そろそろ今年のアニメを振り返ってみますね。

 

『小林さんちのメイドラゴンS』10話のモチーフは、一言でいえばモダンニズムの震撼効果。19世紀末の視覚風景を考えてみよう。田舎者は初めて現代的都会に行き、刺激に満ちた情報量の充溢と予測不能な交通事故の危険性にあきれる。この社会的背景の中で展開される初期映画は、脱感作法の装置と考えられていた。

 

しかし、カンナはそのようなショックを全く感じさせない。
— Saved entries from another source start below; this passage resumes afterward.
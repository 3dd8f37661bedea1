//! Competition report types with JSON persistence.
//!
//! A report is a results export — a snapshot of every participant summary
//! plus aggregate statistics. Live registry state is never restored from one.

use std::path::Path;

use anyhow::{Context, Result};
use chrono::{DateTime, Utc};
use serde::{Deserialize, Serialize};
use uuid::Uuid;

use crate::model::{ParticipantSummary, QuestionBank, QuizDefinitionId};
use crate::registry::CompetitionRegistry;
use crate::statistics::{compute_competition_stats, CompetitionStats};

/// A complete competition report.
#[derive(Debug, Clone, Serialize, Deserialize)]
pub struct CompetitionReport {
    /// Unique report identifier.
    pub id: Uuid,
    /// When the report was created.
    pub created_at: DateTime<Utc>,
    /// Summary of the quiz the competition ran on.
    pub quiz: QuizSummary,
    /// Every participant's summary, in registration order.
    pub participants: Vec<ParticipantSummary>,
    /// Aggregate statistics.
    pub stats: CompetitionStats,
}

/// Summary of the quiz (without the full question list, which would leak
/// answers into a shareable file).
#[derive(Debug, Clone, Serialize, Deserialize)]
pub struct QuizSummary {
    pub quiz_definition_id: QuizDefinitionId,
    pub bank_id: String,
    pub bank_name: String,
    pub question_count: usize,
}

impl CompetitionReport {
    /// Snapshot the registry into a report.
    pub fn from_registry(bank: &QuestionBank, registry: &CompetitionRegistry) -> Self {
        let participants: Vec<ParticipantSummary> = registry.all_results().collect();
        let stats = compute_competition_stats(&participants);
        Self {
            id: Uuid::new_v4(),
            created_at: Utc::now(),
            quiz: QuizSummary {
                quiz_definition_id: registry.quiz().quiz_definition_id(),
                bank_id: bank.id.clone(),
                bank_name: bank.name.clone(),
                question_count: registry.quiz().question_count(),
            },
            participants,
            stats,
        }
    }

    /// Save the report as JSON to a file.
    pub fn save_json(&self, path: &Path) -> Result<()> {
        let json = serde_json::to_string_pretty(self).context("failed to serialize report")?;
        if let Some(parent) = path.parent() {
            std::fs::create_dir_all(parent)?;
        }
        std::fs::write(path, json)
            .with_context(|| format!("failed to write report to {}", path.display()))?;
        Ok(())
    }

    /// Load a report from a JSON file.
    pub fn load_json(path: &Path) -> Result<Self> {
        let content = std::fs::read_to_string(path)
            .with_context(|| format!("failed to read report from {}", path.display()))?;
        let report: CompetitionReport =
            serde_json::from_str(&content).context("failed to parse report JSON")?;
        Ok(report)
    }
}
//! TOML question bank parser.
//!
//! Loads question banks from TOML files and directories, and validates them.

use std::path::Path;

use anyhow::{Context, Result};
use serde::Deserialize;

use crate::model::{Question, QuestionBank, DEFAULT_PROMPT_TEMPLATE, PROMPT_PLACEHOLDER};

/// Intermediate TOML structure for parsing bank files.
#[derive(Debug, Deserialize)]
struct TomlBankFile {
    bank: TomlBankHeader,
    #[serde(default)]
    questions: Vec<TomlQuestion>,
}

#[derive(Debug, Deserialize)]
struct TomlBankHeader {
    id: String,
    name: String,
    #[serde(default)]
    description: String,
    #[serde(default = "default_prompt_template")]
    prompt_template: String,
}

fn default_prompt_template() -> String {
    DEFAULT_PROMPT_TEMPLATE.to_string()
}

#[derive(Debug, Deserialize)]
struct TomlQuestion {
    prompt: String,
    answer: String,
}

/// Parse a single TOML file into a `QuestionBank`.
pub fn parse_bank(path: &Path) -> Result<QuestionBank> {
    let content = std::fs::read_to_string(path)
        .with_context(|| format!("failed to read question bank file: {}", path.display()))?;

    parse_bank_str(&content, path)
}

/// Parse a TOML string into a `QuestionBank` (useful for testing).
pub fn parse_bank_str(content: &str, source_path: &Path) -> Result<QuestionBank> {
    let parsed: TomlBankFile = toml::from_str(content)
        .with_context(|| format!("failed to parse TOML: {}", source_path.display()))?;

    let questions = parsed
        .questions
        .into_iter()
        .map(|q| Question {
            prompt_key: q.prompt,
            expected_answer: q.answer,
        })
        .collect();

    Ok(QuestionBank {
        id: parsed.bank.id,
        name: parsed.bank.name,
        description: parsed.bank.description,
        prompt_template: parsed.bank.prompt_template,
        questions,
    })
}

/// Recursively load all `.toml` bank files from a directory.
pub fn load_bank_directory(dir: &Path) -> Result<Vec<QuestionBank>> {
    let mut banks = Vec::new();

    if !dir.is_dir() {
        anyhow::bail!("not a directory: {}", dir.display());
    }

    for entry in std::fs::read_dir(dir)
        .with_context(|| format!("failed to read directory: {}", dir.display()))?
    {
        let entry = entry?;
        let path = entry.path();

        if path.is_dir() {
            banks.extend(load_bank_directory(&path)?);
        } else if path.extension().is_some_and(|ext| ext == "toml") {
            match parse_bank(&path) {
                Ok(bank) => banks.push(bank),
                Err(e) => {
                    tracing::warn!("skipping {}: {}", path.display(), e);
                }
            }
        }
    }

    Ok(banks)
}

/// A warning from bank validation.
#[derive(Debug, Clone)]
pub struct ValidationWarning {
    /// The prompt key the warning applies to (if any).
    pub prompt_key: Option<String>,
    /// Warning message.
    pub message: String,
}

/// Validate a question bank for common issues.
pub fn validate_bank(bank: &QuestionBank) -> Vec<ValidationWarning> {
    let mut warnings = Vec::new();

    if bank.is_empty() {
        warnings.push(ValidationWarning {
            prompt_key: None,
            message: "bank has no questions and cannot be administered".into(),
        });
    }

    if !bank.prompt_template.contains(PROMPT_PLACEHOLDER) {
        warnings.push(ValidationWarning {
            prompt_key: None,
            message: format!(
                "prompt_template does not contain {PROMPT_PLACEHOLDER}; every question will read identically"
            ),
        });
    }

    // Duplicate prompt keys (the bank is conceptually a mapping)
    let mut seen = std::collections::HashSet::new();
    for q in &bank.questions {
        let key = q.prompt_key.trim().to_lowercase();
        if !seen.insert(key) {
            warnings.push(ValidationWarning {
                prompt_key: Some(q.prompt_key.clone()),
                message: format!("duplicate prompt: {}", q.prompt_key),
            });
        }
    }

    for q in &bank.questions {
        if q.prompt_key.trim().is_empty() {
            warnings.push(ValidationWarning {
                prompt_key: None,
                message: "question has an empty prompt".into(),
            });
        }
        if q.expected_answer.trim().is_empty() {
            warnings.push(ValidationWarning {
                prompt_key: Some(q.prompt_key.clone()),
                message: format!("question '{}' has an empty answer", q.prompt_key),
            });
        }
    }

    warnings
}

#[cfg(test)]
mod tests {
    use super::*;
    use std::path::PathBuf;

    const VALID_TOML: &str = r#"
[bank]
id = "india-states"
name = "Indian States & Capitals"
description = "State capitals of India"
prompt_template = "What is the capital of {subject}?"

[[questions]]
prompt = "Goa"
answer = "Panaji"

[[questions]]
prompt = "Bihar"
answer = "Patna"
"#;

    #[test]
    fn parse_valid_toml() {
        let bank = parse_bank_str(VALID_TOML, &PathBuf::from("test.toml")).unwrap();
        assert_eq!(bank.id, "india-states");
        assert_eq!(bank.name, "Indian States & Capitals");
        assert_eq!(bank.len(), 2);
        assert_eq!(bank.questions[0].prompt_key, "Goa");
        assert_eq!(bank.questions[0].expected_answer, "Panaji");
    }

    #[test]
    fn parse_missing_optional_fields() {
        let toml = r#"
[bank]
id = "minimal"
name = "Minimal"

[[questions]]
prompt = "Q"
answer = "A"
"#;
        let bank = parse_bank_str(toml, &PathBuf::from("test.toml")).unwrap();
        assert_eq!(bank.description, "");
        assert_eq!(bank.prompt_template, DEFAULT_PROMPT_TEMPLATE);
        assert_eq!(bank.len(), 1);
    }

    #[test]
    fn parse_malformed_toml() {
        let bad = "this is not [valid toml }{";
        let result = parse_bank_str(bad, &PathBuf::from("bad.toml"));
        assert!(result.is_err());
    }

    #[test]
    fn validate_clean_bank_has_no_warnings() {
        let bank = parse_bank_str(VALID_TOML, &PathBuf::from("test.toml")).unwrap();
        assert!(validate_bank(&bank).is_empty());
    }

    #[test]
    fn validate_duplicate_prompts() {
        let toml = r#"
[bank]
id = "dupes"
name = "Dupes"

[[questions]]
prompt = "Goa"
answer = "Panaji"

[[questions]]
prompt = "goa"
answer = "Panaji"
"#;
        let bank = parse_bank_str(toml, &PathBuf::from("test.toml")).unwrap();
        let warnings = validate_bank(&bank);
        assert!(warnings.iter().any(|w| w.message.contains("duplicate")));
    }

    #[test]
    fn validate_empty_answer() {
        let toml = r#"
[bank]
id = "blank"
name = "Blank"

[[questions]]
prompt = "Goa"
answer = "   "
"#;
        let bank = parse_bank_str(toml, &PathBuf::from("test.toml")).unwrap();
        let warnings = validate_bank(&bank);
        assert!(warnings.iter().any(|w| w.message.contains("empty answer")));
    }

    #[test]
    fn validate_empty_bank() {
        let toml = r#"
[bank]
id = "empty"
name = "Empty"
"#;
        let bank = parse_bank_str(toml, &PathBuf::from("test.toml")).unwrap();
        let warnings = validate_bank(&bank);
        assert!(warnings.iter().any(|w| w.message.contains("no questions")));
    }

    #[test]
    fn validate_template_without_placeholder() {
        let toml = r#"
[bank]
id = "fixed"
name = "Fixed"
prompt_template = "Answer the question"

[[questions]]
prompt = "Goa"
answer = "Panaji"
"#;
        let bank = parse_bank_str(toml, &PathBuf::from("test.toml")).unwrap();
        let warnings = validate_bank(&bank);
        assert!(warnings.iter().any(|w| w.message.contains("prompt_template")));
    }

    #[test]
    fn load_directory() {
        let dir = tempfile::tempdir().unwrap();
        std::fs::write(dir.path().join("good.toml"), VALID_TOML).unwrap();
        std::fs::write(dir.path().join("bad.toml"), "not toml [").unwrap();
        std::fs::write(dir.path().join("notes.txt"), "ignored").unwrap();

        let banks = load_bank_directory(dir.path()).unwrap();
        assert_eq!(banks.len(), 1);
        assert_eq!(banks[0].id, "india-states");
    }
}
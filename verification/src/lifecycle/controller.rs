//! Request Lifecycle Controller.

use crate::error::ControllerError;
use crate::lifecycle::environment::LookupService;
use crate::lifecycle::{LookupAction, LookupEnvironment, LookupReducer, LookupState, LookupView, RequestId};
use crate::types::{Pipeline, VerificationQuery};
use isi_verify_runtime::{EffectHandle, Store, StoreError};
use std::sync::atomic::{AtomicU64, Ordering};
use std::time::Duration;
use tokio::sync::Mutex;

/// Extra time `submit_and_wait` allows past the lookup timeout for the
/// settling action to be applied
const SETTLE_GRACE: Duration = Duration::from_secs(5);

/// Result of a [`RequestLifecycleController::submit`] call
#[derive(Debug, Clone, Copy, PartialEq, Eq)]
pub enum SubmitOutcome {
    /// The query was accepted and its lookup dispatched
    Dispatched(RequestId),
    /// Another lookup was in flight; the query was dropped
    AlreadyInFlight,
}

/// Owns one pipeline's single-flight slot.
///
/// `submit` returns as soon as the lookup is dispatched; the outcome shows up
/// later in [`current_view`](Self::current_view). The manual and scan
/// pipelines each get their own controller and share nothing.
pub struct RequestLifecycleController<S: LookupService + 'static> {
    pipeline: Pipeline,
    store: Store<LookupState, LookupAction, LookupEnvironment<S>, LookupReducer<S>>,
    next_request_id: AtomicU64,
    /// Serializes submit so the accept check reads this submission's decision
    submit_lock: Mutex<()>,
    lookup_timeout: Duration,
}

impl<S: LookupService + 'static> RequestLifecycleController<S> {
    /// Create an idle controller for `pipeline`
    #[must_use]
    pub fn new(pipeline: Pipeline, environment: LookupEnvironment<S>) -> Self {
        let lookup_timeout = environment.lookup_timeout;

        Self {
            pipeline,
            store: Store::new(LookupState::new(pipeline), LookupReducer::new(), environment),
            next_request_id: AtomicU64::new(1),
            submit_lock: Mutex::new(()),
            lookup_timeout,
        }
    }

    /// Pipeline this controller serves
    #[must_use]
    pub const fn pipeline(&self) -> Pipeline {
        self.pipeline
    }

    /// Submit a query
    ///
    /// Validation runs first; an invalid query never reaches the lookup
    /// service and leaves the state untouched. A valid query submitted while
    /// another lookup is in flight is dropped ([`SubmitOutcome::AlreadyInFlight`]).
    ///
    /// # Errors
    ///
    /// - [`ControllerError::PipelineMismatch`] if the query belongs to the other pipeline
    /// - [`ControllerError::Validation`] if the query is invalid
    /// - [`ControllerError::Store`] if the controller is shutting down
    pub async fn submit(&self, query: VerificationQuery) -> Result<SubmitOutcome, ControllerError> {
        Ok(match self.dispatch(query).await? {
            Some((request_id, _)) => SubmitOutcome::Dispatched(request_id),
            None => SubmitOutcome::AlreadyInFlight,
        })
    }

    /// Submit a query and wait until its own request settles
    ///
    /// # Errors
    ///
    /// - everything [`submit`](Self::submit) returns
    /// - [`ControllerError::AlreadyInFlight`] if another lookup was in flight
    /// - [`ControllerError::Store`] with [`StoreError::Timeout`] if nothing
    ///   settles within the lookup timeout plus a grace period
    pub async fn submit_and_wait(&self, query: VerificationQuery) -> Result<LookupView, ControllerError> {
        let Some((request_id, mut handle)) = self.dispatch(query).await? else {
            return Err(ControllerError::AlreadyInFlight(self.pipeline));
        };

        // The lookup effect bounds itself by the lookup timeout; once its
        // handle completes, the verdict or timeout has been reduced
        handle
            .wait_with_timeout(self.lookup_timeout.saturating_add(SETTLE_GRACE))
            .await?;
        tracing::debug!(pipeline = %self.pipeline, %request_id, "Lookup complete");

        Ok(self.current_view().await)
    }

    /// Loading flag and last result
    pub async fn current_view(&self) -> LookupView {
        self.store.state(LookupState::view).await
    }

    /// Snapshot of the full lifecycle state
    pub async fn state(&self) -> LookupState {
        self.store.state(Clone::clone).await
    }

    /// Stop accepting submissions and wait for in-flight work to drain
    ///
    /// # Errors
    ///
    /// Returns [`StoreError::ShutdownTimeout`] if effects are still running
    /// when `timeout` expires.
    pub async fn shutdown(&self, timeout: Duration) -> Result<(), ControllerError> {
        Ok(self.store.shutdown(timeout).await?)
    }

    /// Validate and send a query; `None` when another lookup was in flight
    #[tracing::instrument(skip(self, query), fields(pipeline = %self.pipeline))]
    async fn dispatch(
        &self,
        query: VerificationQuery,
    ) -> Result<Option<(RequestId, EffectHandle)>, ControllerError> {
        if query.pipeline() != self.pipeline {
            return Err(ControllerError::PipelineMismatch {
                expected: self.pipeline,
                actual: query.pipeline(),
            });
        }

        if let Err(error) = query.validate() {
            tracing::info!(%error, "Submission rejected");
            self.record_submission("rejected");
            return Err(error.into());
        }

        let _guard = self.submit_lock.lock().await;

        let request_id = RequestId::new(self.next_request_id.fetch_add(1, Ordering::Relaxed));
        let handle = self
            .store
            .send(LookupAction::Submit { request_id, query })
            .await?;

        let accepted = self
            .store
            .state(|s| s.last_accepted() == Some(request_id))
            .await;

        if accepted {
            self.record_submission("dispatched");
            Ok(Some((request_id, handle)))
        } else {
            self.record_submission("ignored");
            Ok(None)
        }
    }

    fn record_submission(&self, outcome: &'static str) {
        metrics::counter!(
            "lookup.submissions",
            "pipeline" => self.pipeline.as_str(),
            "outcome" => outcome
        )
        .increment(1);
    }
}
これがいわば人間とドラゴンの違いであり、そもそも言語を瞬時に習得することは既に過負荷の行為でもあるし、彼女は人間社会では本当の意味の危機に直面しない。

 

都市景観のカオスによる生理的な眩暈、精神の崩壊は人間にしか観察されないし、逆説的に小林の住む町もカンナの目には田舎とは映らないのである。そこで、bパートではカンナが地下水道を理解しようとするのは、地面に隠された地下網がかえってドラゴン側に近いので、また不思議な気がする。なぜなら見えない=存在しない、熟視して気づかないというのもまさに人間らしい行為である。

 

つまるところ、非常に二元的な構図の中、その二元論のロジックに回収されえないカンナが提示され、その失効はある種の解答になるかもしれない。